Benchmarking is the practice of comparing business processes and performance metrics to industry bests and best practices from other companies. Dimensions typically measured are quality, time and cost. Benchmarking is defined as the process of measuring products, services, and processes against those of organizations known to be leaders in one or more aspects of their operations.

Understanding the Context

Benchmarking is a strategic management approach that organisations use to gain a competitive edge by comparing their practices, processes, and performance metrics with those of their industry counterparts or top performers. Benchmarking is the process of comparing your company’s performance against companies that operate in the same niche, are of similar size, and have a similar target audience, using benchmarks.

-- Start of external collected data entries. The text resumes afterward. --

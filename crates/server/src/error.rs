//! API errors and their HTTP mapping

use axum::http::StatusCode;
use axum::response::{IntoResponse, Response};
use axum::Json;
use expense_assistant::AssistantError;
use expense_features::DataError;
use thiserror::Error;

/// Errors returned by request handlers
#[derive(Debug, Error)]
pub enum ApiError {
    #[error("Invalid payload: {0}")]
    InvalidPayload(String),

    #[error(transparent)]
    InvalidData(#[from] DataError),

    #[error("Bill validation is not configured")]
    AssistantUnavailable,

    #[error(transparent)]
    Assistant(#[from] AssistantError),
}

impl ApiError {
    pub fn status(&self) -> StatusCode {
        match self {
            ApiError::InvalidPayload(_) | ApiError::InvalidData(_) => {
                StatusCode::UNPROCESSABLE_ENTITY
            }
            ApiError::AssistantUnavailable => StatusCode::SERVICE_UNAVAILABLE,
            ApiError::Assistant(_) => StatusCode::BAD_GATEWAY,
        }
    }
}

impl IntoResponse for ApiError {
    fn into_response(self) -> Response {
        let status = self.status();
        if status.is_server_error() {
            tracing::error!(error = %self, "Request failed");
        } else {
            tracing::debug!(error = %self, "Request rejected");
        }
        (status, Json(serde_json::json!({ "error": self.to_string() }))).into_response()
    }
}

/// Result type for request handlers
pub type ApiResult<T> = Result<T, ApiError>;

Benchmarking practice means comparing what you do to a big number of comparable organizations or individuals. It is a way of discovering what is the best performance being attained – whether in a particular company, by a competitor, or by completely different industry.

Key Insights

Benchmarking is an important business strategy that involves measuring an organization's operations and output to identify areas for improvement. Using benchmarks in the workplace could help you gauge strengths and weaknesses and develop an insightful strategy for growth. Benchmarking is competitive edge that allows organizations to adapt, grow, & thrive through change. The 4 main types of benchmarking are internal, external, performance, & practice. What are the 4 stages of benchmarking?

Final Thoughts

The benchmarking process typically follows four core stages that help organizations move from measurement to improvement. Each stage builds on the previous one to turn performance data into actionable insights.